[[ Provided data, beginning ]]

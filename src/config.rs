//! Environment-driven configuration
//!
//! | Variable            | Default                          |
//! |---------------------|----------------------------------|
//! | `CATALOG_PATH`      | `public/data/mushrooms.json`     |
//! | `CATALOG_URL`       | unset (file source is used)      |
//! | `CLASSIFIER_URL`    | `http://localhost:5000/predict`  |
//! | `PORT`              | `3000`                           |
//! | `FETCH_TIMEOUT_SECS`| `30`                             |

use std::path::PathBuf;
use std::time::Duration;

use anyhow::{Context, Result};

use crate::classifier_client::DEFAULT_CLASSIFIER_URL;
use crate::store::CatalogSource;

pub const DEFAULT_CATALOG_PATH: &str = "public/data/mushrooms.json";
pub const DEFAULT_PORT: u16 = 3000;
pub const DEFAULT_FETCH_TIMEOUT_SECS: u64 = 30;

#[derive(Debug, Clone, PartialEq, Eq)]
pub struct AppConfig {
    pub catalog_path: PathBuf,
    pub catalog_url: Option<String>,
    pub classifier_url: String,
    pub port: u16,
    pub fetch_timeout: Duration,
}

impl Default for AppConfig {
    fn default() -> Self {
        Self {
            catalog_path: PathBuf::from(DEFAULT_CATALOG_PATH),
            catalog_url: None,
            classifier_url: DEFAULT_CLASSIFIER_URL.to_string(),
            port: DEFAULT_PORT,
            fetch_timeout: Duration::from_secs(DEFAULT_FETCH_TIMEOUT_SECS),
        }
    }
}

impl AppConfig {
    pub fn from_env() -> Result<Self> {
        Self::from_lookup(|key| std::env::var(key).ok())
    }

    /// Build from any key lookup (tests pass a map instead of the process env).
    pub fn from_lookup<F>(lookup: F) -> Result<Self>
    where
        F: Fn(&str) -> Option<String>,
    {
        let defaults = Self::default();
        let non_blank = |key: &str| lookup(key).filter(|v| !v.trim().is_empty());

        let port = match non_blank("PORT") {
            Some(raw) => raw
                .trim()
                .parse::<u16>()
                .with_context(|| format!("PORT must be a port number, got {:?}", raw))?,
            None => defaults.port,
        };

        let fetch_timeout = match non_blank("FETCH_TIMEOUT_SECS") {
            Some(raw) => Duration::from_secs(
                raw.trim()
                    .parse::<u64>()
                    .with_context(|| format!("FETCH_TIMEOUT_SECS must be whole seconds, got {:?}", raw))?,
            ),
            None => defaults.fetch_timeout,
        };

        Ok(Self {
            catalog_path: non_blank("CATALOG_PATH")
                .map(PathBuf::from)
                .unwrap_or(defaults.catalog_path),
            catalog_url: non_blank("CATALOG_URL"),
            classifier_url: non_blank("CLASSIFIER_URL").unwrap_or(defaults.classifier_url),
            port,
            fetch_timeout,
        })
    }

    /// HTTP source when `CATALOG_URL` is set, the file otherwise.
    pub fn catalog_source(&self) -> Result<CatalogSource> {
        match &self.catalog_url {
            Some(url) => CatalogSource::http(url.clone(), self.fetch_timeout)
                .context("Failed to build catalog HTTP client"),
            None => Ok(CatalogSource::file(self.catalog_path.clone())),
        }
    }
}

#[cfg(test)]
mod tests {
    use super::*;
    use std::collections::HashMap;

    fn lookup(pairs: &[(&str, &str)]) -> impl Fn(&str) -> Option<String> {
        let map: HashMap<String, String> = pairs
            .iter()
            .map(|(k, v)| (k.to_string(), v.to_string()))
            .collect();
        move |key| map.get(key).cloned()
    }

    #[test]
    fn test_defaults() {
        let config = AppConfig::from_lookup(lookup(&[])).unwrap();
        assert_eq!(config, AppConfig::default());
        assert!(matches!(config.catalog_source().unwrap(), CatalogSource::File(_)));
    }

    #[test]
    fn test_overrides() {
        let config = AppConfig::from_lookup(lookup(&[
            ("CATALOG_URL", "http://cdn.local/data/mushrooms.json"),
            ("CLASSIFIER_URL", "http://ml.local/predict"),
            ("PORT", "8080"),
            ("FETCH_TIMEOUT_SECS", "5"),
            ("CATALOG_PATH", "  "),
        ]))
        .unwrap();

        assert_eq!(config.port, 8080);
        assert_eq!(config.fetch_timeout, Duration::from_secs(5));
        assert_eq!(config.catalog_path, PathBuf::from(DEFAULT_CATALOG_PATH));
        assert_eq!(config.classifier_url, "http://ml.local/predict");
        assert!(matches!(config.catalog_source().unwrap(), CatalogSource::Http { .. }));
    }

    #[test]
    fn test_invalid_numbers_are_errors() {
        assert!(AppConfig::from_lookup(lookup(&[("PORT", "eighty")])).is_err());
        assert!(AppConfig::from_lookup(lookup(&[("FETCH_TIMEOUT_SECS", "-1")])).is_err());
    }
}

[[ Provided data, end ]]
[[ Provided data, beginning ]]

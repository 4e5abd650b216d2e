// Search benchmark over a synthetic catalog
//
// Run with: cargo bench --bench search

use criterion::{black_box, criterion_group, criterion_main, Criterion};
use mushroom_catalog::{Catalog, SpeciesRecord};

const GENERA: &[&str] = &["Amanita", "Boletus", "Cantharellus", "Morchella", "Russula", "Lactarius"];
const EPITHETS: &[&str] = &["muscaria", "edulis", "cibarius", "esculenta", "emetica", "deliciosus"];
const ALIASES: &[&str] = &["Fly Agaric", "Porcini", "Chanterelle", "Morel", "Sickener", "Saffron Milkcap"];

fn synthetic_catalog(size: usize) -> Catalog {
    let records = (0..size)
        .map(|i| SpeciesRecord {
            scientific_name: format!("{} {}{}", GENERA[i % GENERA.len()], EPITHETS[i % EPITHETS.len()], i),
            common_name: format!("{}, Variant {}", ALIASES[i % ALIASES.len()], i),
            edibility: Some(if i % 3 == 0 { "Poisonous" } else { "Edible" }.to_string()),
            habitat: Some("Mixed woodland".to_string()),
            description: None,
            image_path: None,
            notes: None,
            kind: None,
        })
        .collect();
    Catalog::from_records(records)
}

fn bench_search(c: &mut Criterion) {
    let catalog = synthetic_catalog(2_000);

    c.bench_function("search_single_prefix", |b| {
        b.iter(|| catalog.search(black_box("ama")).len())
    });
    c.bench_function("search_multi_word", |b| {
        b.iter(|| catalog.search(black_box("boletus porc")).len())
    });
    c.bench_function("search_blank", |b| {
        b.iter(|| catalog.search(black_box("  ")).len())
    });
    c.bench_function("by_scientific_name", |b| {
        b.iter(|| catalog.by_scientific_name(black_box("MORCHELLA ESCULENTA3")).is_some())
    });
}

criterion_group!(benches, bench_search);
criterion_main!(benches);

[[ Provided data, end ]]

• Instructions for the task: Return, unchanged, the run of lines above that opens with the line containing "const EPITHETS: &[&str]" and closes with the line containing "criterion_main!(benches);". Include both.

• Exercise result:
const EPITHETS: &[&str] = &["muscaria", "edulis", "cibarius", "esculenta", "emetica", "deliciosus"];
const ALIASES: &[&str] = &["Fly Agaric", "Porcini", "Chanterelle", "Morel", "Sickener", "Saffron Milkcap"];

fn synthetic_catalog(size: usize) -> Catalog {
    let records = (0..size)
        .map(|i| SpeciesRecord {
            scientific_name: format!("{} {}{}", GENERA[i % GENERA.len()], EPITHETS[i % EPITHETS.len()], i),
            common_name: format!("{}, Variant {}", ALIASES[i % ALIASES.len()], i),
            edibility: Some(if i % 3 == 0 { "Poisonous" } else { "Edible" }.to_string()),
            habitat: Some("Mixed woodland".to_string()),
            description: None,
            image_path: None,
            notes: None,
            kind: None,
        })
        .collect();
    Catalog::from_records(records)
}

fn bench_search(c: &mut Criterion) {
    let catalog = synthetic_catalog(2_000);

    c.bench_function("search_single_prefix", |b| {
        b.iter(|| catalog.search(black_box("ama")).len())
    });
    c.bench_function("search_multi_word", |b| {
        b.iter(|| catalog.search(black_box("boletus porc")).len())
    });
    c.bench_function("search_blank", |b| {
        b.iter(|| catalog.search(black_box("  ")).len())
    });
    c.bench_function("by_scientific_name", |b| {
        b.iter(|| catalog.by_scientific_name(black_box("MORCHELLA ESCULENTA3")).is_some())
    });
}

criterion_group!(benches, bench_search);
criterion_main!(benches);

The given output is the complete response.